Answer
9.4% of the initial intensity is transmitted by the system.
Work Step by Step
On the graph, we can see that no light is transmitted when $\theta_2 = 0^{\circ}$
Then either $\theta_1$ or $\theta_3$ is $90^{\circ}$
On the graph, we can see that no light is transmitted when $\theta_2 = 90^{\circ}$
Then either $\theta_1$ or $\theta_3$ is $0^{\circ}$
We can assume that $\theta_1 = 0^{\circ}$ and $\theta_3 = 90^{\circ}$
Note that our final answer will be the same if $\theta_1 = 90^{\circ}$ and $\theta_3 = 0^{\circ}$
Let $I_0$ be the original intensity of the light.

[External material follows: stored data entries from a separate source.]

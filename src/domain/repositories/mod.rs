//! Port definitions for the domain layer.
//!
//! The core talks to its single shared resource, the key-value store,
//! through [`KeyValueStore`]. Adapters live in
//! `crate::infrastructure::store`; a mock is generated via `mockall` for
//! unit tests.

pub mod key_value_store;

pub use key_value_store::{IndexCommit, KeyValueStore};

#[cfg(test)]
pub use key_value_store::MockKeyValueStore;
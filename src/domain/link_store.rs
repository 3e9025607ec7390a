//! Bidirectional long ↔ short mapping with expiration.
//!
//! # Key layout
//!
//! - `short:<id>` - hash `{url}`, the link record
//! - `long:<url>` - string holding the short code, the reverse index entry
//! - ranking set - sorted set of long URLs (see [`crate::domain::ranking`])
//!
//! Both keys of a link expire at the same absolute timestamp, so a live
//! reverse entry always names a live record.
//!
//! # Write ordering
//!
//! `shorten` makes two round trips: the record claim (atomic, see
//! [`IdAllocator`]) and then one atomic batch for the ranking entry and the
//! reverse index. If the process dies between the two, the record is an
//! orphan that expires on its own and the next `shorten` of the same URL
//! allocates a new identifier.

use std::sync::Arc;

use chrono::{Duration, Utc};
use tracing::{debug, info};

use crate::domain::allocator::IdAllocator;
use crate::domain::entities::{Identifier, LINK_URL_FIELD, LongUrl, ShortCode};
use crate::domain::repositories::{IndexCommit, KeyValueStore};
use crate::error::AppError;
use crate::utils::call_guard::CallGuard;

pub struct LinkStore {
    store: Arc<dyn KeyValueStore>,
    allocator: IdAllocator,
    ranking_set: String,
    ttl: Duration,
}

impl LinkStore {
    pub fn new(
        store: Arc<dyn KeyValueStore>,
        allocator: IdAllocator,
        ranking_set: impl Into<String>,
        ttl: Duration,
    ) -> Self {
        Self {
            store,
            allocator,
            ranking_set: ranking_set.into(),
            ttl,
        }
    }

    pub fn allocator(&self) -> &IdAllocator {
        &self.allocator
    }

    /// Returns the short code for `long_url`, creating the link if needed.
    ///
    /// A live reverse entry short-circuits: its code is returned with no
    /// allocation and no ranking write.
    ///
    /// # Errors
    ///
    /// Store, allocation and cancellation errors are propagated. A
    /// cancellation observed between the record claim and the index commit
    /// leaves an orphan record (see module docs).
    pub async fn shorten(&self, long_url: &LongUrl, guard: &CallGuard) -> Result<ShortCode, AppError> {
        if let Some(existing) = self.reverse_lookup(long_url, guard).await? {
            debug!("Reverse index HIT: {} -> {}", long_url, existing);
            return Ok(existing);
        }

        let expires_at = Utc::now().checked_add_signed(self.ttl).ok_or_else(|| {
            AppError::invalid_input(format!("link TTL of {}s is out of range", self.ttl.num_seconds()))
        })?;
        let record = self.allocator.allocate(long_url, expires_at, guard).await?;
        let code = record.short_code();

        guard.check()?;

        let commit = IndexCommit {
            ranking_set: self.ranking_set.clone(),
            member: long_url.as_str().to_owned(),
            long_key: long_url.long_key(),
            short_code: code.as_str().to_owned(),
            expires_at,
        };
        guard
            .run("COMMIT_INDEX", self.store.commit_index(commit))
            .await?;

        info!(
            "Shortened {} -> {} (id {}, expires {})",
            long_url,
            code,
            record.identifier,
            expires_at.to_rfc3339()
        );

        Ok(code)
    }

    /// Looks up the long URL behind `code`.
    ///
    /// # Errors
    ///
    /// - [`AppError::MalformedCode`] if `code` is not base62
    /// - [`AppError::NotFound`] if there is no live record, or it is empty
    pub async fn resolve(&self, code: &str, guard: &CallGuard) -> Result<LongUrl, AppError> {
        let identifier = ShortCode::parse(code)?;
        self.resolve_identifier(identifier, code, guard).await
    }

    /// Reads the reverse index without writing anything.
    pub async fn reverse_lookup(
        &self,
        long_url: &LongUrl,
        guard: &CallGuard,
    ) -> Result<Option<ShortCode>, AppError> {
        let existing = guard
            .run("GET", self.store.get(&long_url.long_key()))
            .await?;

        Ok(existing
            .filter(|code| !code.is_empty())
            .map(ShortCode::from_stored))
    }

    async fn resolve_identifier(
        &self,
        identifier: Identifier,
        code: &str,
        guard: &CallGuard,
    ) -> Result<LongUrl, AppError> {
        let stored = guard
            .run(
                "HGET",
                self.store.hget(&identifier.short_key(), LINK_URL_FIELD),
            )
            .await?;

        match stored {
            Some(url) if !url.is_empty() => Ok(LongUrl::from_stored(url)),
            _ => {
                debug!("No live record for {} ({})", code, identifier.short_key());
                Err(AppError::not_found(code))
            }
        }
    }
}
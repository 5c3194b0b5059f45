//! The `{"rajaongkir": {...}}` wrapper shared by every response.
//!
//! # Design
//! One generic `Envelope<T>` covers all endpoints; `T` is the shape of
//! `results` (a single object, a list, or a list of carrier services).
//! Decoding never looks at the status; `check_status` does, and only after
//! it passes are the results handed out.

use serde::de::DeserializeOwned;
use serde::Deserialize;
use tracing::warn;

use crate::error::{ClientError, Result};
use crate::types::City;

/// API-level status embedded in the body. Unrelated to the HTTP status.
#[derive(Debug, Clone, Default, PartialEq, Eq, Deserialize)]
#[serde(default)]
pub struct Status {
    pub code: i64,
    pub description: String,
}

impl Status {
    pub fn is_success(&self) -> bool {
        (200..300).contains(&self.code)
    }
}

#[derive(Debug, Clone, Default, Deserialize)]
#[serde(bound(deserialize = "T: DeserializeOwned + Default"))]
pub struct Envelope<T> {
    #[serde(default)]
    pub rajaongkir: Body<T>,
}

#[derive(Debug, Clone, Default, Deserialize)]
#[serde(bound(deserialize = "T: DeserializeOwned + Default"))]
pub struct Body<T> {
    /// Echo of the request parameters; not interpreted. List calls send `[]`.
    #[serde(default)]
    pub query: serde_json::Value,
    #[serde(default)]
    pub status: Status,
    /// Only present on cost responses.
    #[serde(default)]
    pub origin_details: Option<City>,
    #[serde(default)]
    pub destination_details: Option<City>,
    #[serde(default)]
    pub results: T,
}

impl<T> Envelope<T> {
    pub fn status(&self) -> &Status {
        &self.rajaongkir.status
    }

    /// Unwrap the body, failing with `ApiError` when the status is not 2xx.
    pub fn into_body(self) -> Result<Body<T>> {
        check_status(&self.rajaongkir.status)?;
        Ok(self.rajaongkir)
    }

    pub fn into_results(self) -> Result<T> {
        self.into_body().map(|body| body.results)
    }
}

/// Parse a response body into an envelope with `results` of shape `T`.
pub fn decode<T>(bytes: &[u8]) -> Result<Envelope<T>>
where
    T: DeserializeOwned + Default,
{
    Ok(serde_json::from_slice(bytes)?)
}

pub fn check_status(status: &Status) -> Result<()> {
    if status.is_success() {
        return Ok(());
    }
    warn!(code = status.code, description = %status.description, "api returned failure status");
    Err(ClientError::ApiError {
        code: status.code,
        description: status.description.clone(),
    })
}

Since the light is initially unpolarized, half the intensity will be transmitted through the first polarizing sheet.
$I_1 = \frac{1}{2}I_0$
Note that the angle between $\theta_1$ and $\theta_2$ is $30^{\circ}$
We can find an expression for $I_2$:
$I_2 = I_1~cos^2~30^{\circ}$
$I_2 = (\frac{1}{2}I_0)~cos^2~30^{\circ}$
$I_2 = 0.375~I_0$
Note that the angle between $\theta_2$ and $\theta_3$ is $60^{\circ}$
We can find an expression for $I_3$:
$I_3 = I_2~cos^2~60^{\circ}$
$I_3 = (0.375~I_0)~cos^2~60^{\circ}$
$I_3 = 0.094~I_0$
We can find the percentage of light that is transmitted:
$0.094 \times 100\% = 9.4\%$
9.4% of the initial intensity is transmitted by the system.